We have forgotten who we are

Happy Feast of Our Lady of Guadalupe. I celebrated this morning with the Sisters of Saint Francis of Assisi on the lake in Milwaukee. The Church in Canada celebrates this feast as a National Day of Prayer in Solidarity with Indigenous Peoples. Amen.

If you’ve watched this space over the past week (and thank you if so) you’ll know that John Celichowski and I participated in the Justice for Immigrants conference and lobbying day, sponsored by the USCCB from December 5th to the 7th. Peace and all good to the Sinsinawa and Adrian Dominican sisters who formed the core of our lobbying group when we (peacefully) stormed the Hill, and continued blessings on Ana from the Green Bay diocese, and Jessica from the Racine immigrant rights movement, for sharing your stories (sorry to be vague – I thought we’d all be Facebook friends by now - ?). And thank you to Brian Moulton from the office of Senator Tammy Baldwin, and Sean Riley from the office of Senator Ron Johnson, for the patient and hospitable attention they gave to our concerns when we visited their offices on December 7th.

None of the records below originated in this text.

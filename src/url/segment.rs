/// Turns remote data (an id, a relation name, a file name) into exactly one
/// safe path component
///
/// Separators and control characters become `_`, leading/trailing dots and
/// whitespace are stripped, and an empty result falls back to `fallback`.
/// The result can never be `.`, `..`, or contain a path separator.
pub fn sanitize_segment(raw: &str, fallback: &str) -> String {
    let replaced: String = raw
        .chars()
        .map(|c| match c {
            '/' | '\\' | ':' | '\0' => '_',
            c if c.is_control() => '_',
            c => c,
        })
        .collect();

    let trimmed = replaced.trim().trim_matches('.').trim();

    if trimmed.is_empty() {
        fallback.to_string()
    } else {
        trimmed.to_string()
    }
}
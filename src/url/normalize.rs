use crate::UrlError;
use url::Url;

/// Parses a link href and upgrades it to https
///
/// The recruiting API advertises many of its own links as `http:` even though
/// only https is served, so every link is upgraded before it is followed or
/// downloaded. Nothing else about the URL is changed: path, query and
/// fragment are kept as advertised.
///
/// # Examples
///
/// ```
/// use talent_harvest::url::upgrade_to_https;
///
/// let url = upgrade_to_https("http://x.example.com/f/1").unwrap();
/// assert_eq!(url.as_str(), "https://x.example.com/f/1");
/// ```
pub fn upgrade_to_https(href: &str) -> Result<Url, UrlError> {
    let mut url = Url::parse(href.trim()).map_err(|e| UrlError::Parse(e.to_string()))?;

    match url.scheme() {
        "https" => {}
        "http" => {
            url.set_scheme("https")
                .map_err(|_| UrlError::InvalidScheme("http".to_string()))?;
        }
        other => return Err(UrlError::InvalidScheme(other.to_string())),
    }

    if url.host_str().map_or(true, str::is_empty) {
        return Err(UrlError::MissingHost);
    }

    Ok(url)
}
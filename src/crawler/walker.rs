//! Resource-graph walker
//!
//! For every application in the root collection the walker:
//! 1. Writes `application.json` before anything else in that branch
//! 2. Classifies the application and seeds a [`Frontier`] with its links
//! 3. Pops tasks until the frontier is empty: fetch a link, persist what it
//!    returns under a directory named after the relation, classify it, then
//!    either download its payload or push its own links
//!
//! Only the root collection fetch can fail the run. Everything that goes wrong
//! inside a branch is reported to the [`EventSink`] and the branch carries on
//! or is pruned.

use crate::config::CrawlerConfig;
use crate::crawler::classifier::{classify, Link, NodeKind};
use crate::crawler::fetcher::{Fetch, FetchOutcome};
use crate::crawler::frontier::{Frontier, Task};
use crate::mirror::{Mirror, APPLICATION_FILE};
use crate::output::{EventSink, HarvestEvent, SkipReason};
use crate::schema::{self, EntityKind};
use crate::url::{sanitize_segment, upgrade_to_https};
use crate::HarvestError;
use futures::stream::{self, StreamExt};
use serde_json::Value;
use std::path::{Path, PathBuf};
use std::time::Duration;
use tracing::Instrument;

/// Limits applied to a walk
#[derive(Debug, Clone, Copy, PartialEq, Eq)]
pub struct WalkOptions {
    /// Links deeper than this below an application are not followed
    pub max_depth: u32,
    /// Application branches walked at the same time
    pub max_concurrent_applications: usize,
    /// Wall-clock budget per application branch
    pub branch_timeout: Duration,
}

impl From<&CrawlerConfig> for WalkOptions {
    fn from(config: &CrawlerConfig) -> Self {
        Self {
            max_depth: config.max_depth,
            max_concurrent_applications: config.max_concurrent_applications,
            branch_timeout: config.branch_timeout(),
        }
    }
}

impl Default for WalkOptions {
    fn default() -> Self {
        Self::from(&CrawlerConfig::default())
    }
}

/// Drives fetch, classify and persist over the resource graph
///
/// The walker holds the run context explicitly: the fetcher (which owns the
/// bearer token), the mirror (which owns the output root) and the event sink.
pub struct GraphWalker<'a, F: Fetch + ?Sized> {
    fetcher: &'a F,
    mirror: &'a Mirror,
    sink: &'a dyn EventSink,
    options: WalkOptions,
}

impl<'a, F: Fetch + ?Sized> GraphWalker<'a, F> {
    pub fn new(
        fetcher: &'a F,
        mirror: &'a Mirror,
        sink: &'a dyn EventSink,
        options: WalkOptions,
    ) -> Self {
        Self {
            fetcher,
            mirror,
            sink,
            options,
        }
    }

    /// Walks every application in the collection at `collection_url`
    ///
    /// # Returns
    ///
    /// * `Ok(usize)` - Number of entries in the root collection
    /// * `Err(HarvestError)` - The root collection could not be fetched, was
    ///   not an array, or the output root could not be created
    pub async fn run(&self, collection_url: &str) -> Result<usize, HarvestError> {
        let collection = self.fetcher.fetch_required(collection_url).await?;
        let Value::Array(applications) = collection else {
            return Err(HarvestError::UnexpectedCollection {
                url: collection_url.to_string(),
            });
        };

        let total = applications.len();
        tracing::info!(applications = total, "Fetched application collection");

        self.mirror.ensure_dir(self.mirror.root()).await?;

        stream::iter(applications.into_iter().enumerate())
            .for_each_concurrent(self.options.max_concurrent_applications, |(index, app)| {
                self.walk_application_bounded(index, app)
            })
            .await;

        Ok(total)
    }

    async fn walk_application_bounded(&self, index: usize, application: Value) {
        let label = application_id(&application).unwrap_or_else(|| format!("#{}", index));
        let span = tracing::info_span!("application", id = %label);

        let walk = self.walk_application(index, application).instrument(span);
        if tokio::time::timeout(self.options.branch_timeout, walk)
            .await
            .is_err()
        {
            self.sink.record(HarvestEvent::BranchTimedOut {
                application: label,
                budget: self.options.branch_timeout,
            });
        }
    }

    /// Persists one application and walks everything reachable from it
    pub async fn walk_application(&self, index: usize, application: Value) {
        let Some(id) = application_id(&application) else {
            self.sink.record(HarvestEvent::ApplicationSkipped {
                index,
                reason: "missing id".to_string(),
            });
            return;
        };

        let dir = self.mirror.application_dir(&id);
        let path = dir.join(APPLICATION_FILE);
        if let Err(e) = self.mirror.write_json(&path, &application).await {
            self.sink.record(HarvestEvent::WriteFailed {
                application: id,
                path,
                reason: e.to_string(),
            });
            return;
        }
        self.sink.record(HarvestEvent::ApplicationPersisted {
            application: id.clone(),
            path,
        });
        self.check_shape(&id, EntityKind::Application, &application);

        let mut frontier = Frontier::new();
        self.expand(&id, &application, &dir, None, "", 0, &mut frontier)
            .await;

        while let Some(task) = frontier.pop() {
            match task {
                Task::Follow {
                    link,
                    parent_dir,
                    parent_stem,
                    depth,
                } => {
                    self.follow(
                        &id,
                        link,
                        &parent_dir,
                        parent_stem.as_deref(),
                        depth,
                        &mut frontier,
                    )
                    .await
                }
                Task::Expand {
                    node,
                    dir,
                    stem,
                    rel,
                    depth,
                } => {
                    let path = dir.join(format!("{}.json", stem));
                    if let Err(e) = self.mirror.write_json(&path, &node).await {
                        self.sink.record(HarvestEvent::WriteFailed {
                            application: id.clone(),
                            path,
                            reason: e.to_string(),
                        });
                        continue;
                    }
                    self.sink.record(HarvestEvent::NodePersisted {
                        application: id.clone(),
                        rel: rel.clone(),
                        path,
                    });
                    if let Some(kind) = EntityKind::for_rel(&rel) {
                        self.check_shape(&id, kind, &node);
                    }
                    self.expand(
                        &id,
                        &node,
                        &dir,
                        Some(stem.as_str()),
                        &rel,
                        depth,
                        &mut frontier,
                    )
                    .await;
                }
            }
        }

        tracing::debug!(visited = frontier.visited_count(), "Application walk complete");
    }

    /// Acts on a persisted resource according to its classification
    #[allow(clippy::too_many_arguments)]
    async fn expand(
        &self,
        application: &str,
        node: &Value,
        dir: &Path,
        stem: Option<&str>,
        rel: &str,
        depth: u32,
        frontier: &mut Frontier,
    ) {
        match classify(node) {
            NodeKind::Attachment {
                file_name,
                download: Some(link),
            } => {
                self.download_attachment(application, &file_name, &link, dir, rel)
                    .await
            }
            NodeKind::Attachment {
                file_name,
                download: None,
            } => self.sink.record(HarvestEvent::AttachmentSkipped {
                application: application.to_string(),
                file_name,
            }),
            NodeKind::Container { links } => {
                frontier.push_in_order(links.into_iter().map(|link| Task::Follow {
                    link,
                    parent_dir: dir.to_path_buf(),
                    parent_stem: stem.map(str::to_string),
                    depth: depth + 1,
                }))
            }
            NodeKind::Leaf => {}
        }
    }

    /// Fetches one link and queues whatever it resolves to
    #[allow(clippy::too_many_arguments)]
    async fn follow(
        &self,
        application: &str,
        link: Link,
        parent_dir: &Path,
        parent_stem: Option<&str>,
        depth: u32,
        frontier: &mut Frontier,
    ) {
        let skip = |reason: SkipReason| HarvestEvent::LinkSkipped {
            application: application.to_string(),
            rel: link.rel.clone(),
            href: link.href.clone(),
            reason,
        };

        let Some(href) = link.href.as_deref() else {
            self.sink.record(skip(SkipReason::MissingHref));
            return;
        };
        if depth > self.options.max_depth {
            self.sink.record(skip(SkipReason::DepthExceeded(depth)));
            return;
        }
        let url = match upgrade_to_https(href) {
            Ok(url) => url,
            Err(e) => {
                self.sink.record(skip(SkipReason::InvalidUrl(e.to_string())));
                return;
            }
        };
        if !frontier.mark_visited(&url, &link.rel) {
            self.sink.record(skip(SkipReason::AlreadyVisited));
            return;
        }

        tracing::debug!(rel = %link.rel, %url, "Following link");

        let value = match self.fetcher.fetch_optional(url.as_str()).await {
            FetchOutcome::Found(value) => value,
            FetchOutcome::Absent { status, reason } => {
                self.sink.record(HarvestEvent::LinkPruned {
                    application: application.to_string(),
                    rel: link.rel.clone(),
                    href: url.to_string(),
                    status,
                    reason,
                });
                return;
            }
        };

        let dir = Mirror::relation_dir(parent_dir, &link.rel);
        match value {
            Value::Array(items) => {
                let tasks: Vec<Task> = items
                    .into_iter()
                    .enumerate()
                    .filter(|(_, node)| node.is_object())
                    .map(|(i, node)| Task::Expand {
                        stem: node_stem(&node, parent_stem, Some(i)),
                        node,
                        dir: dir.clone(),
                        rel: link.rel.clone(),
                        depth,
                    })
                    .collect();
                frontier.push_in_order(tasks);
            }
            node @ Value::Object(_) => frontier.push(Task::Expand {
                stem: node_stem(&node, parent_stem, None),
                node,
                dir,
                rel: link.rel.clone(),
                depth,
            }),
            _ => tracing::debug!(rel = %link.rel, %url, "Link resolved to a scalar, ignoring"),
        }
    }

    /// Streams an attachment's payload to `{dir}/{file_name}`
    async fn download_attachment(
        &self,
        application: &str,
        file_name: &str,
        link: &Link,
        dir: &Path,
        rel: &str,
    ) {
        let failed = |href: String, reason: String| HarvestEvent::DownloadFailed {
            application: application.to_string(),
            rel: link.rel.clone(),
            descriptor_rel: rel.to_string(),
            href,
            reason,
        };

        let href = link.href.clone().unwrap_or_default();
        let url = match upgrade_to_https(&href) {
            Ok(url) => url,
            Err(e) => {
                self.sink.record(failed(href, e.to_string()));
                return;
            }
        };

        let dest: PathBuf = dir.join(sanitize_segment(file_name, "attachment"));
        let mut writer = match self.mirror.create_binary(&dest).await {
            Ok(writer) => writer,
            Err(e) => {
                self.sink.record(failed(url.to_string(), e.to_string()));
                return;
            }
        };

        tracing::debug!(%url, path = %dest.display(), "Downloading attachment");

        match self.fetcher.download(url.as_str(), &mut writer).await {
            Ok(result) => match writer.commit().await {
                Ok(written) => self.sink.record(HarvestEvent::AttachmentDownloaded {
                    application: application.to_string(),
                    rel: rel.to_string(),
                    href: url.to_string(),
                    path: written.path,
                    bytes: written.bytes,
                    status: result.status,
                    sha256: written.sha256,
                }),
                Err(e) => self.sink.record(failed(url.to_string(), e.to_string())),
            },
            Err(e) => {
                if let Err(cleanup) = writer.discard().await {
                    tracing::debug!(error = %cleanup, "Failed to remove partial download");
                }
                self.sink.record(failed(url.to_string(), e.to_string()));
            }
        }
    }

    fn check_shape(&self, application: &str, kind: EntityKind, node: &Value) {
        if let Err(mismatch) = schema::validate(kind, node) {
            self.sink.record(HarvestEvent::ShapeMismatch {
                application: application.to_string(),
                entity: mismatch.entity.to_string(),
                reason: mismatch.reason,
            });
        }
    }
}

/// Identifier of a root application: a non-empty string or a number
pub fn application_id(application: &Value) -> Option<String> {
    match application.get("id")? {
        Value::String(id) if !id.trim().is_empty() => Some(id.clone()),
        Value::Number(id) => Some(id.to_string()),
        _ => None,
    }
}

/// File stem for a resource snapshot: its id, else a positional name
///
/// Siblings share a parent directory, so an id-less resource is prefixed with
/// the stem of the resource that linked to it to keep its path unique.
fn node_stem(node: &Value, parent_stem: Option<&str>, index: Option<usize>) -> String {
    let position = match index {
        Some(i) => format!("resource-{}", i),
        None => "resource".to_string(),
    };
    let fallback = match parent_stem {
        Some(parent) => format!("{}.{}", parent, position),
        None => position,
    };

    match node.get("id") {
        Some(Value::String(id)) => sanitize_segment(id, &fallback),
        Some(Value::Number(id)) => id.to_string(),
        _ => fallback,
    }
}
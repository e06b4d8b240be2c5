//! Crawler module for walking the recruiting resource graph
//!
//! This module contains the core harvesting logic, including:
//! - Authenticated fetching (required root, best-effort links, downloads)
//! - Attachment/container/leaf classification
//! - The depth-first work stack and visited set
//! - Overall harvest coordination

mod classifier;
mod coordinator;
mod endpoints;
mod fetcher;
mod frontier;
mod walker;

pub use classifier::{classify, extract_links, is_attachment, Link, NodeKind, DOWNLOAD_REL};
pub use coordinator::harvest;
pub use endpoints::Endpoints;
pub use fetcher::{build_http_client, DownloadResult, Fetch, FetchOutcome, ResourceFetcher};
pub use frontier::{Frontier, Task};
pub use walker::{application_id, GraphWalker, WalkOptions};
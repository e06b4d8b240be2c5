//! Walker tests against the in-memory fetcher

use crate::common::{entries, read_json, FakeFetch, RecordingSink, COLLECTION_URL};
use serde_json::json;
use std::time::Duration;
use talent_harvest::crawler::{GraphWalker, WalkOptions};
use talent_harvest::mirror::Mirror;
use talent_harvest::output::{HarvestEvent, SkipReason};
use talent_harvest::HarvestError;
use tempfile::TempDir;

async fn walk(fetch: &FakeFetch, mirror: &Mirror, sink: &RecordingSink) -> usize {
    walk_with(fetch, mirror, sink, WalkOptions::default()).await
}

async fn walk_with(
    fetch: &FakeFetch,
    mirror: &Mirror,
    sink: &RecordingSink,
    options: WalkOptions,
) -> usize {
    GraphWalker::new(fetch, mirror, sink, options)
        .run(COLLECTION_URL)
        .await
        .expect("walk should succeed")
}

#[tokio::test]
async fn test_candidate_leaf_is_mirrored_under_relation_dir() {
    let out = TempDir::new().unwrap();
    let mirror = Mirror::new(out.path());
    let sink = RecordingSink::new();
    let application = json!({
        "id": "A1",
        "links": [{"rel": "Candidate", "href": "https://x/cand/1"}]
    });
    let fetch = FakeFetch::new()
        .with_collection(json!([application.clone()]))
        .with_document("https://x/cand/1", json!({"id": "C1", "links": []}));

    let total = walk(&fetch, &mirror, &sink).await;

    assert_eq!(total, 1);
    assert_eq!(entries(out.path()), vec!["A1"]);
    assert_eq!(read_json(&out.path().join("A1/application.json")), application);
    assert_eq!(entries(&out.path().join("A1")), vec!["Candidate", "application.json"]);
    assert_eq!(entries(&out.path().join("A1/Candidate")), vec!["C1.json"]);
    assert_eq!(
        read_json(&out.path().join("A1/Candidate/C1.json")),
        json!({"id": "C1", "links": []})
    );
    assert_eq!(fetch.requested(), vec![COLLECTION_URL, "https://x/cand/1"]);
}

#[tokio::test]
async fn test_attachment_is_downloaded_over_https() {
    let out = TempDir::new().unwrap();
    let mirror = Mirror::new(out.path());
    let sink = RecordingSink::new();
    let fetch = FakeFetch::new()
        .with_collection(json!([{
            "id": "A1",
            "links": [{"rel": "Resume", "href": "http://x/resume/1"}]
        }]))
        .with_document(
            "https://x/resume/1",
            json!({
                "document_type": "Resume",
                "file_name": "r.pdf",
                "links": [
                    {"rel": "Download", "href": "http://x/f/1"},
                    {"rel": "Owner", "href": "https://x/owner/1"}
                ]
            }),
        )
        .with_document("https://x/owner/1", json!({"id": "O1"}))
        .with_payload("https://x/f/1", b"%PDF-1.4 resume");

    walk(&fetch, &mirror, &sink).await;

    let resume_dir = out.path().join("A1/Resume");
    assert_eq!(std::fs::read(resume_dir.join("r.pdf")).unwrap(), b"%PDF-1.4 resume");
    assert_eq!(entries(&resume_dir), vec!["r.pdf", "resource.json"]);

    // Scheme upgraded, and nothing else linked from the descriptor is followed
    assert_eq!(
        fetch.requested(),
        vec![COLLECTION_URL, "https://x/resume/1", "https://x/f/1"]
    );
    assert_eq!(fetch.request_count("https://x/owner/1"), 0);

    let downloaded: Vec<HarvestEvent> = sink
        .events()
        .into_iter()
        .filter(|e| matches!(e, HarvestEvent::AttachmentDownloaded { .. }))
        .collect();
    assert_eq!(downloaded.len(), 1);
    if let HarvestEvent::AttachmentDownloaded {
        bytes, rel, sha256, ..
    } = &downloaded[0]
    {
        assert_eq!(*bytes, 15);
        assert_eq!(rel, "Resume");
        assert_eq!(sha256.len(), 64);
    }
}
//! Resource classification
//!
//! The recruiting API does not mark file descriptors with a media type, so the
//! only reliable signal is the pair of fields every descriptor carries: a
//! document type and a file name. This module is the single place that rule
//! lives.

use serde_json::Value;

/// Marker field present on attachment descriptors
pub const DOCUMENT_TYPE_KEY: &str = "document_type";

/// File name field present on attachment descriptors
pub const FILE_NAME_KEY: &str = "file_name";

/// Field holding a resource's outgoing links
pub const LINKS_KEY: &str = "links";

/// Relation name of the link that serves an attachment's bytes
pub const DOWNLOAD_REL: &str = "Download";

/// One outgoing link of a resource
#[derive(Debug, Clone, PartialEq, Eq)]
pub struct Link {
    /// Relation name; empty when the source omitted it
    pub rel: String,
    /// Target URL; `None` when missing or empty
    pub href: Option<String>,
}

/// What the walker should do with a fetched resource
#[derive(Debug, Clone, PartialEq, Eq)]
pub enum NodeKind {
    /// A file descriptor: download its payload, never recurse
    Attachment {
        file_name: String,
        /// The `Download` link, if the descriptor has one with an href
        download: Option<Link>,
    },
    /// A resource with related resources to recurse into, in source order
    Container { links: Vec<Link> },
    /// Nothing further to do
    Leaf,
}

/// Extracts the ordered outgoing links of a resource
///
/// Entries of the `links` array that are not objects are ignored. A missing
/// `rel` becomes an empty string; a missing or empty `href` becomes `None`.
pub fn extract_links(node: &Value) -> Vec<Link> {
    let Some(links) = node.get(LINKS_KEY).and_then(Value::as_array) else {
        return Vec::new();
    };

    links
        .iter()
        .filter_map(Value::as_object)
        .map(|link| Link {
            rel: link
                .get("rel")
                .and_then(Value::as_str)
                .unwrap_or_default()
                .to_string(),
            href: link
                .get("href")
                .and_then(Value::as_str)
                .map(str::trim)
                .filter(|href| !href.is_empty())
                .map(str::to_string),
        })
        .collect()
}

/// Returns true when the resource carries both attachment markers
pub fn is_attachment(node: &Value) -> bool {
    node.as_object().map_or(false, |object| {
        object.contains_key(DOCUMENT_TYPE_KEY) && object.contains_key(FILE_NAME_KEY)
    })
}

/// Classifies a fetched resource
///
/// # Rules
///
/// | Resource | Kind |
/// |----------|------|
/// | has `document_type` and `file_name` | Attachment |
/// | otherwise, non-empty `links` | Container |
/// | anything else (incl. non-objects) | Leaf |
pub fn classify(node: &Value) -> NodeKind {
    if is_attachment(node) {
        let file_name = match node.get(FILE_NAME_KEY) {
            Some(Value::String(name)) => name.clone(),
            Some(Value::Number(number)) => number.to_string(),
            _ => String::new(),
        };

        let download = extract_links(node)
            .into_iter()
            .find(|link| link.rel == DOWNLOAD_REL && link.href.is_some());

        return NodeKind::Attachment {
            file_name,
            download,
        };
    }

    let links = extract_links(node);
    if links.is_empty() {
        NodeKind::Leaf
    } else {
        NodeKind::Container { links }
    }
}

Our headline comes from the testimony of Elena Segura, Director of the Office for Immigrant Affairs and Immigration Education at the Archdiocese of Chicago. She was underlining the point that inheres in our common identity – that we are all people on a journey, indeed, the very word “parishioner,” from the Greek, means exactly this. Some journeys are by choice, some come out of hardship, and the Church recognizes and organizes its ministry to people on a journey around the right to emigrate and the right to remain.

“We have forgotten who we are” – and Mary reminds us. Remember her words to Juan Diego, at the time his land was truly troubled and truly threatened by the force of arms? She comforted him, saying “Am I not here who am your Mother? Are you not under my shadow and protection?” How wide an embrace. A few summers past, at a celebration for the life of a woman committed to the rights of indigenous peoples that I attended, one of her eulogizers said of her colleague that she never understood why the native peoples of the Americas acted as if they were separate, as if the borders applied to them. Why separate movements – movements for the indigenous people of Canada, of the US, of Mexico, and of places south? Why were they not all one? Why are we not all one? In Mary’s eyes, surely we are. In her apparition as Our Lady of Guadalupe Mary is the Patroness of All the Americas. Inspire us to turn to you, Holy Mary, Mother of God, to learn how to be sons and daughters of so noble a mother, and brothers and sisters to one another.